Al abrir la puerta allí estaban esas dos. Se veían muy agitadas, seguramente por la prisa que traían al venir para acá.
Lola traía un vestido rosa cómo el que acostumbraba a usar siempre, solo que este era de tirantes y era un poco más ajustado que de costumbre. Usaba zapatos de tacón alto de color blanco además de que su cabello estaba demasiado peinado, seguramente se tardó mucho en dejárselo así.
Mientras que Lana por otra parte, usaba los mismos atuendos de siempre. Un pantalón azul marino, una camisa verde por debajo de una chaqueta negra, su gorra y unos tenís blancos con negro. Al menos puedo percibir que tan siquiera se bañó y se roció perfume.
—Disculpa Linky, se nos hizo tarde, yo...
—¿Nos? —Lana corto a Lola. —¡Si te tardaste un montón de tiempo en usar el baño, cambiarte y peinarte! —La regañó.
La otra solo bajó la mirada y dijo.
—Lo siento —se disculpó.
Lana ante eso, simplemente se cruzó de brazos y desvío la mirada al otro lado. Se notaba que no toleraba estar con Lola.
Pero eso no me interesaba en lo más mínimo.
Debía ir al punto.
—Y bien chicas, ¿Van a entrar o que? —No esperé a que alguna respondiera, simplemente me fui a la sala y dejé la puerta entre abierta para que entrarán.
—Lincoln, Lincoln, Lincoln... —Lana me llamó en repetidas ocasiones.
—¿Qué? —Me giré para ver que quería. Pude ver a Lola cerrar la puerta de la entrada para después acercarse a donde estábamos nosotros.
—Necesitó ver a Lizzy ahora mismo —pidió Lana y cuándo iba a subir las escaleras. La tomé del brazo y la hice que me viera a los ojos.
—Aún no puedes verla.
—¿¡Qué!? ¿¡Por qué no!? —Levantó la voz pero se disculpó de mala gana cuándo la fulmine con la mirada.
La pase de lado y subí las escaleras. Les indique a ambas que me siguieran. Vi cómo Lola obedeció sin pestañear y a Lana suspirar con exasperación. Seguramente por que estaba impaciente por ver a Lizzy.
Ya en mi habitación. Las hice sentarse en mi cama mientras yo le ponía seguro a la puerta.
Era hora de hacer lo que vinimos a hacer.

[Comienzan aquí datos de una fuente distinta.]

//! External extraction and rendering tools.

use std::path::{Path, PathBuf};
use std::process::Stdio;
use std::time::Instant;

use tokio::process::Command;

use super::PipelineConfig;
use crate::job::{JobId, PipelineStage};
use crate::{PipelineFailure, Result, TRACING_TARGET, WorkerError};

/// Longest stderr excerpt carried in a failure, in bytes.
const STDERR_TAIL_BYTES: usize = 2048;

/// The two external steps of a job.
///
/// Extraction writes images and tables for a document; rendering turns them
/// into a report. Both write into the [`OutputLayout`] directories, which the
/// publisher then reads.
#[async_trait::async_trait]
pub trait Pipeline: Send + Sync {
    /// Extracts images and tables from the staged source file.
    async fn extract(&self, job_id: &JobId, source: &Path) -> Result<()>;

    /// Renders the report for a job whose extraction succeeded.
    async fn render(&self, job_id: &JobId) -> Result<()>;
}

/// Where the tools leave their output for a job.
#[derive(Debug, Clone)]
pub struct OutputLayout {
    images_root: PathBuf,
    tables_root: PathBuf,
    report_root: PathBuf,
    report_name: String,
}

impl OutputLayout {
    /// Resolves the output directories of `config` against its working directory.
    pub fn new(config: &PipelineConfig) -> Self {
        Self {
            images_root: config.working_dir.join(&config.images_dir),
            tables_root: config.working_dir.join(&config.tables_dir),
            report_root: config.working_dir.join(&config.report_dir),
            report_name: config.report_name.clone(),
        }
    }

    /// `{images_dir}/{job_id}`
    pub fn images_dir(&self, job_id: &JobId) -> PathBuf {
        self.images_root.join(job_id.as_str())
    }

    /// `{tables_dir}/{job_id}`
    pub fn tables_dir(&self, job_id: &JobId) -> PathBuf {
        self.tables_root.join(job_id.as_str())
    }

    /// `{report_dir}/{job_id}/{report_name}`
    pub fn report_path(&self, job_id: &JobId) -> PathBuf {
        self.report_root
            .join(job_id.as_str())
            .join(&self.report_name)
    }

    /// Returns the report file name.
    pub fn report_name(&self) -> &str {
        &self.report_name
    }
}

/// A program plus the arguments placed before the per-job input.
#[derive(Debug, Clone, PartialEq, Eq)]
pub struct ToolCommand {
    pub program: String,
    pub args: Vec<String>,
}

impl ToolCommand {
    /// Creates a command, dropping empty arguments.
    pub fn new<I, S>(program: impl Into<String>, args: I) -> Self
    where
        I: IntoIterator<Item = S>,
        S: Into<String>,
    {
        Self {
            program: program.into(),
            args: args
                .into_iter()
                .map(Into::into)
                .filter(|arg: &String| !arg.is_empty())
                .collect(),
        }
    }
}

/// [`Pipeline`] that runs the configured tools as child processes.
///
/// Tools run from the working directory with stdin closed. A child whose
/// future is dropped, e.g. on shutdown, is killed.
#[derive(Debug, Clone)]
pub struct CommandPipeline {
    extract: ToolCommand,
    render: ToolCommand,
    working_dir: PathBuf,
}

impl CommandPipeline {
    /// Creates a pipeline from configuration.
    pub fn new(config: &PipelineConfig) -> Self {
        Self {
            extract: ToolCommand::new(&config.extract_program, &config.extract_args),
            render: ToolCommand::new(&config.render_program, &config.render_args),
            working_dir: config.working_dir.clone(),
        }
    }

    /// Returns the working directory the tools run in.
    pub fn working_dir(&self) -> &Path {
        &self.working_dir
    }

    async fn run(&self, stage: PipelineStage, tool: &ToolCommand, input: &str) -> Result<()> {
        let started_at = Instant::now();

        tracing::debug!(
            target: TRACING_TARGET,
            stage = %stage,
            program = %tool.program,
            input = %input,
            "Running pipeline tool"
        );

        let output = Command::new(&tool.program)
            .args(&tool.args)
            .arg(input)
            .current_dir(&self.working_dir)
            .stdin(Stdio::null())
            .kill_on_drop(true)
            .output()
            .await
            .map_err(|source| {
                WorkerError::pipeline(
                    stage,
                    PipelineFailure::Launch {
                        program: tool.program.clone(),
                        source,
                    },
                )
            })?;

        if !output.status.success() {
            return Err(WorkerError::pipeline(
                stage,
                PipelineFailure::ExitStatus {
                    program: tool.program.clone(),
                    code: output.status.code(),
                    stderr: stderr_tail(&output.stderr),
                },
            ));
        }

        tracing::debug!(
            target: TRACING_TARGET,
            stage = %stage,
            program = %tool.program,
            elapsed_ms = started_at.elapsed().as_millis(),
            "Pipeline tool finished"
        );

        Ok(())
    }
}

#[async_trait::async_trait]
impl Pipeline for CommandPipeline {
    async fn extract(&self, _job_id: &JobId, source: &Path) -> Result<()> {
        // The tool runs elsewhere, so relative staging paths must be resolved here.
        let source = std::path::absolute(source).map_err(|source| {
            WorkerError::pipeline(
                PipelineStage::Extract,
                PipelineFailure::Launch {
                    program: self.extract.program.clone(),
                    source,
                },
            )
        })?;

        self.run(
            PipelineStage::Extract,
            &self.extract,
            &source.to_string_lossy(),
        )
        .await
    }

    async fn render(&self, job_id: &JobId) -> Result<()> {
        self.run(PipelineStage::Render, &self.render, job_id.as_str())
            .await
    }
}

/// Returns the trimmed end of a tool's stderr.
fn stderr_tail(stderr: &[u8]) -> String {
    let text = String::from_utf8_lossy(stderr);
    let text = text.trim();
    if text.len() <= STDERR_TAIL_BYTES {
        return text.to_owned();
    }

    let mut start = text.len() - STDERR_TAIL_BYTES;
    while !text.is_char_boundary(start) {
        start += 1;
    }
    format!("...{}", &text[start..])
}

#[cfg(test)]
mod tests {
    use super::*;

    fn job(id: &str) -> JobId {
        JobId::from_key(id).unwrap()
    }

    #[test]
    fn test_output_layout() {
        let layout = OutputLayout::new(&PipelineConfig::new("/srv/tools"));
        let doc = job("doc1");

        assert_eq!(layout.images_dir(&doc), PathBuf::from("/srv/tools/output_images/doc1"));
        assert_eq!(layout.tables_dir(&doc), PathBuf::from("/srv/tools/output_csv/doc1"));
        assert_eq!(
            layout.report_path(&doc),
            PathBuf::from("/srv/tools/output_images/doc1/report.pdf")
        );
    }

    #[test]
    fn test_tool_command_drops_empty_args() {
        let tool = ToolCommand::new("python", ["", "extract_cli.py"]);
        assert_eq!(tool.args, vec!["extract_cli.py".to_owned()]);
    }

    #[test]
    fn test_stderr_tail() {
        assert_eq!(stderr_tail(b"  boom\n"), "boom");

        let long = "é".repeat(STDERR_TAIL_BYTES);
        let tail = stderr_tail(long.as_bytes());
        assert!(tail.starts_with("..."));
        assert!(tail.len() <= STDERR_TAIL_BYTES + 3);
    }

    #[cfg(unix)]
    #[tokio::test]
    async fn test_tools_run_in_working_dir() {
        let dir = tempfile::tempdir().unwrap();
        let config = PipelineConfig::new(dir.path())
            .with_extract_command("sh", ["-c", "cp \"$0\" copied.pdf"])
            .with_render_command("sh", ["-c", "echo \"$0\" > rendered.txt"]);
        let pipeline = CommandPipeline::new(&config);

        let source = dir.path().join("input.pdf");
        std::fs::write(&source, b"%PDF").unwrap();

        pipeline.extract(&job("doc1"), &source).await.unwrap();
        assert_eq!(std::fs::read(dir.path().join("copied.pdf")).unwrap(), b"%PDF");

        pipeline.render(&job("doc1")).await.unwrap();
        assert_eq!(
            std::fs::read_to_string(dir.path().join("rendered.txt")).unwrap(),
            "doc1\n"
        );
    }

    #[cfg(unix)]
    #[tokio::test]
    async fn test_nonzero_exit_is_reported() {
        let dir = tempfile::tempdir().unwrap();
        let config = PipelineConfig::new(dir.path())
            .with_render_command("sh", ["-c", "echo 'no tables' >&2; exit 3"]);
        let pipeline = CommandPipeline::new(&config);

        let err = pipeline.render(&job("doc1")).await.unwrap_err();
        match err {
            WorkerError::PipelineExecution {
                stage: PipelineStage::Render,
                failure: PipelineFailure::ExitStatus { code, stderr, .. },
            } => {
                assert_eq!(code, Some(3));
                assert_eq!(stderr, "no tables");
            }
            other => panic!("unexpected error: {other:?}"),
        }
    }

    #[tokio::test]
    async fn test_missing_program_is_a_launch_failure() {
        let dir = tempfile::tempdir().unwrap();
        let config = PipelineConfig::new(dir.path())
            .with_extract_command("docflow-no-such-tool", Vec::<String>::new());
        let pipeline = CommandPipeline::new(&config);

        let err = pipeline
            .extract(&job("doc1"), &dir.path().join("doc1.pdf"))
            .await
            .unwrap_err();
        assert!(matches!(
            err,
            WorkerError::PipelineExecution {
                stage: PipelineStage::Extract,
                failure: PipelineFailure::Launch { .. },
            }
        ));
    }
}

—Antes de hablar de las niñas, debemos negociar —les dije mientras me acercaba a ellas.
Estas se vieron de reojo y al parecer no entendieron.
—¿Negociar? —Preguntaron al unísono.
Tuve que rodar mis ojos a un lado, tenían suerte de ser bonitas y de que les diera dinero para sus gastos o estarían pérdidas sin mi.
—Así es, Lizzy al parecer no se acostumbra a vivir sin su madre y Leía pues, no puedo vigilarla todo el tiempo, debo trabajar e ir al gimnasio después de todo —les informe de brazos cruzados.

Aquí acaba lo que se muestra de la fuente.